Would you repeat every line of the material exactly?
-- Exercise data follows --
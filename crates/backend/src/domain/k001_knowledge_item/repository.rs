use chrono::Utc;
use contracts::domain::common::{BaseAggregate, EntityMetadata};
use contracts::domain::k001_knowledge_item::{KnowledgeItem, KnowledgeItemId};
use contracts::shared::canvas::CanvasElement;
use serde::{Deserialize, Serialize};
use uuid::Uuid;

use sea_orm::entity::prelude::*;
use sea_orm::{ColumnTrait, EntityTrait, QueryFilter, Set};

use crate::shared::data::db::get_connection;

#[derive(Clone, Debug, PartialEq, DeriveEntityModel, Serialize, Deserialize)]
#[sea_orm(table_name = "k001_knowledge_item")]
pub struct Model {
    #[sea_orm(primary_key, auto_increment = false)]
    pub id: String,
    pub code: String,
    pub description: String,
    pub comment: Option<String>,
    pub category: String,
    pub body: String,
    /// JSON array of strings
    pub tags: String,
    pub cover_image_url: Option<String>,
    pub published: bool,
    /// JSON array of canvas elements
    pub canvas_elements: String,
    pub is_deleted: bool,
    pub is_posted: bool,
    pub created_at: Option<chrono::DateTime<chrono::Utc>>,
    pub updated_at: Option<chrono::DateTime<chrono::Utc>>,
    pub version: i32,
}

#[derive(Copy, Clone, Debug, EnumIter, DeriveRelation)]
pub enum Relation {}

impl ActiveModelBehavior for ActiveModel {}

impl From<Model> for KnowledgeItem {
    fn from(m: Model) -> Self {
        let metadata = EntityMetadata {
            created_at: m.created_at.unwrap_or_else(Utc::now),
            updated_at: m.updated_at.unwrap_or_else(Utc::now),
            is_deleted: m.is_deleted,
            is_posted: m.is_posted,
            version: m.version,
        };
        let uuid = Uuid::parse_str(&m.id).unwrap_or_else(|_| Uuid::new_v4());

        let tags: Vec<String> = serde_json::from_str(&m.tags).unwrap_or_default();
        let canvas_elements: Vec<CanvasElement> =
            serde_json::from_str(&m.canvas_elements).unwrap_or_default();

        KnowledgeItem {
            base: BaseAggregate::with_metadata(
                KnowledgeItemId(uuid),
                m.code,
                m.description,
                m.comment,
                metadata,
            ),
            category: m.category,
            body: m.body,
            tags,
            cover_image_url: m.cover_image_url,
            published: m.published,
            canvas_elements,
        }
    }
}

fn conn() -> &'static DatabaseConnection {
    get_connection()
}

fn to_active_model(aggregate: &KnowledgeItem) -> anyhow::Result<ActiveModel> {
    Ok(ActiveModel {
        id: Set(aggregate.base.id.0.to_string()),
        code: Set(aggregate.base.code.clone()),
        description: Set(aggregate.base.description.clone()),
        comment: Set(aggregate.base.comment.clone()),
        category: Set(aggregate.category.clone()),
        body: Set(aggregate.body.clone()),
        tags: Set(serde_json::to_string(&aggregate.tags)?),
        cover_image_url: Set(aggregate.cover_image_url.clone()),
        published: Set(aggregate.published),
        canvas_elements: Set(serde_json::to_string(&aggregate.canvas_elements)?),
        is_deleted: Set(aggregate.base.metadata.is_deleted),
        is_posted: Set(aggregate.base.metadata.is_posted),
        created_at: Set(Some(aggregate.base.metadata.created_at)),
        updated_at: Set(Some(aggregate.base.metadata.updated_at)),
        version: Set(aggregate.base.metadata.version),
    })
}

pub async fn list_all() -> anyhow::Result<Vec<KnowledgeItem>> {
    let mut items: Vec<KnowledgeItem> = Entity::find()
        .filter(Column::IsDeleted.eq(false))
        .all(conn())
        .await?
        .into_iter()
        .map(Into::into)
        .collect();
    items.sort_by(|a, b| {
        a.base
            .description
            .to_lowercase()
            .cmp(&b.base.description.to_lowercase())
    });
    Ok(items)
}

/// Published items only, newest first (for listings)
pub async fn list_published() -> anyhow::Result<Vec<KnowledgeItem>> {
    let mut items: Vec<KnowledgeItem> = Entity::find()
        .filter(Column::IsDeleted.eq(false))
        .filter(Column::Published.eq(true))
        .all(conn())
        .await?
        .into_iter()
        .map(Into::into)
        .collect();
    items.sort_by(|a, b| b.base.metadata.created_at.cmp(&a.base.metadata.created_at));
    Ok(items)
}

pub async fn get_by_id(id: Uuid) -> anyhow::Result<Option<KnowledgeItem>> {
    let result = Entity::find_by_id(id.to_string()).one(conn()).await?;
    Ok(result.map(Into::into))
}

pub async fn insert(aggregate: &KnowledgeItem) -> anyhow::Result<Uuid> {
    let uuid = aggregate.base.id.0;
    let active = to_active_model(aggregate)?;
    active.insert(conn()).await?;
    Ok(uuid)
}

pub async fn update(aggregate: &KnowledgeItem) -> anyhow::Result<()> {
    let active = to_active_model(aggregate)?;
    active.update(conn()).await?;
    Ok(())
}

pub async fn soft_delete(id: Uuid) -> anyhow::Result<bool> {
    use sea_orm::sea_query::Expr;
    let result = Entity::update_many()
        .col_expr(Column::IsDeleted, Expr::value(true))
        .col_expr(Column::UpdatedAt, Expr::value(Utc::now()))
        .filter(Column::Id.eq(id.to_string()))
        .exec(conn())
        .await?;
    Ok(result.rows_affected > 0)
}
-- Exercise data concluded --
■ Answer area:
filename crates/backend/src/domain/k001_knowledge_item/repository.rs
use chrono::Utc;
use contracts::domain::common::{BaseAggregate, EntityMetadata};
use contracts::domain::k001_knowledge_item::{KnowledgeItem, KnowledgeItemId};
use contracts::shared::canvas::CanvasElement;
use serde::{Deserialize, Serialize};
use uuid::Uuid;

use sea_orm::entity::prelude::*;
use sea_orm::{ColumnTrait, EntityTrait, QueryFilter, Set};

use crate::shared::data::db::get_connection;

#[derive(Clone, Debug, PartialEq, DeriveEntityModel, Serialize, Deserialize)]
#[sea_orm(table_name = "k001_knowledge_item")]
pub struct Model {
    #[sea_orm(primary_key, auto_increment = false)]
    pub id: String,
    pub code: String,
    pub description: String,
    pub comment: Option<String>,
    pub category: String,
    pub body: String,
    /// JSON array of strings
    pub tags: String,
    pub cover_image_url: Option<String>,
    pub published: bool,
    /// JSON array of canvas elements
    pub canvas_elements: String,
    pub is_deleted: bool,
    pub is_posted: bool,
    pub created_at: Option<chrono::DateTime<chrono::Utc>>,
    pub updated_at: Option<chrono::DateTime<chrono::Utc>>,
    pub version: i32,
}

#[derive(Copy, Clone, Debug, EnumIter, DeriveRelation)]
pub enum Relation {}

impl ActiveModelBehavior for ActiveModel {}

impl From<Model> for KnowledgeItem {
    fn from(m: Model) -> Self {
        let metadata = EntityMetadata {
            created_at: m.created_at.unwrap_or_else(Utc::now),
            updated_at: m.updated_at.unwrap_or_else(Utc::now),
            is_deleted: m.is_deleted,
            is_posted: m.is_posted,
            version: m.version,
        };
        let uuid = Uuid::parse_str(&m.id).unwrap_or_else(|_| Uuid::new_v4());

        let tags: Vec<String> = serde_json::from_str(&m.tags).unwrap_or_default();
        let canvas_elements: Vec<CanvasElement> =
            serde_json::from_str(&m.canvas_elements).unwrap_or_default();

        KnowledgeItem {
            base: BaseAggregate::with_metadata(
                KnowledgeItemId(uuid),
                m.code,
                m.description,
                m.comment,
                metadata,
            ),
            category: m.category,
            body: m.body,
            tags,
            cover_image_url: m.cover_image_url,
            published: m.published,
            canvas_elements,
        }
    }
}

fn conn() -> &'static DatabaseConnection {
    get_connection()
}

fn to_active_model(aggregate: &KnowledgeItem) -> anyhow::Result<ActiveModel> {
    Ok(ActiveModel {
        id: Set(aggregate.base.id.0.to_string()),
        code: Set(aggregate.base.code.clone()),
        description: Set(aggregate.base.description.clone()),
        comment: Set(aggregate.base.comment.clone()),
        category: Set(aggregate.category.clone()),
        body: Set(aggregate.body.clone()),
        tags: Set(serde_json::to_string(&aggregate.tags)?),
        cover_image_url: Set(aggregate.cover_image_url.clone()),
        published: Set(aggregate.published),
        canvas_elements: Set(serde_json::to_string(&aggregate.canvas_elements)?),
        is_deleted: Set(aggregate.base.metadata.is_deleted),
        is_posted: Set(aggregate.base.metadata.is_posted),
        created_at: Set(Some(aggregate.base.metadata.created_at)),
        updated_at: Set(Some(aggregate.base.metadata.updated_at)),
        version: Set(aggregate.base.metadata.version),
    })
}

pub async fn list_all() -> anyhow::Result<Vec<KnowledgeItem>> {
    let mut items: Vec<KnowledgeItem> = Entity::find()
        .filter(Column::IsDeleted.eq(false))
        .all(conn())
        .await?
        .into_iter()
        .map(Into::into)
        .collect();
    items.sort_by(|a, b| {
        a.base
            .description
            .to_lowercase()
            .cmp(&b.base.description.to_lowercase())
    });
    Ok(items)
}

/// Published items only, newest first (for listings)
pub async fn list_published() -> anyhow::Result<Vec<KnowledgeItem>> {
    let mut items: Vec<KnowledgeItem> = Entity::find()
        .filter(Column::IsDeleted.eq(false))
        .filter(Column::Published.eq(true))
        .all(conn())
        .await?
        .into_iter()
        .map(Into::into)
        .collect();
    items.sort_by(|a, b| b.base.metadata.created_at.cmp(&a.base.metadata.created_at));
    Ok(items)
}

pub async fn get_by_id(id: Uuid) -> anyhow::Result<Option<KnowledgeItem>> {
    let result = Entity::find_by_id(id.to_string()).one(conn()).await?;
    Ok(result.map(Into::into))
}

pub async fn insert(aggregate: &KnowledgeItem) -> anyhow::Result<Uuid> {
    let uuid = aggregate.base.id.0;
    let active = to_active_model(aggregate)?;
    active.insert(conn()).await?;
    Ok(uuid)
}

pub async fn update(aggregate: &KnowledgeItem) -> anyhow::Result<()> {
    let active = to_active_model(aggregate)?;
    active.update(conn()).await?;
    Ok(())
}

pub async fn soft_delete(id: Uuid) -> anyhow::Result<bool> {
    use sea_orm::sea_query::Expr;
    let result = Entity::update_many()
        .col_expr(Column::IsDeleted, Expr::value(true))
        .col_expr(Column::UpdatedAt, Expr::value(Utc::now()))
        .filter(Column::Id.eq(id.to_string()))
        .exec(conn())
        .await?;
    Ok(result.rows_affected > 0)
}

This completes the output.